──────── DATA IN THIS EXERCISE ────────

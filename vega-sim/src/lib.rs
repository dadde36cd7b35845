//! Vega Lens Sim - synthetic test signals for the risk lens
//!
//! Generates paired time series whose ground truth is known by
//! construction: an ordered signal dominated by a mid-inhibition-band
//! tone, and a chaotic signal dominated by an excitation-band tone,
//! each with additive Gaussian noise.

pub mod generator;

pub use generator::*;
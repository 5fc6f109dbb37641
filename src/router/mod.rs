//! Provider registry, routing, and health accounting.

pub mod manager;
pub mod stats;

pub use manager::LlmManager;
pub use stats::{ProviderStats, StatsSnapshot};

────────

An exact copy of the lines from the one containing "repository dadde36cd7b35845" through the end of the entries is required, and nothing beyond them.

repository dadde36cd7b35845
//! Vega Lens Sim - synthetic test signals for the risk lens
//!
//! Generates paired time series whose ground truth is known by
//! construction: an ordered signal dominated by a mid-inhibition-band
//! tone, and a chaotic signal dominated by an excitation-band tone,
//! each with additive Gaussian noise.

pub mod generator;

pub use generator::*;
repository 5fc6f109dbb37641
filename src/router/mod.rs
//! Provider registry, routing, and health accounting.

pub mod manager;
pub mod stats;

pub use manager::LlmManager;
pub use stats::{ProviderStats, StatsSnapshot};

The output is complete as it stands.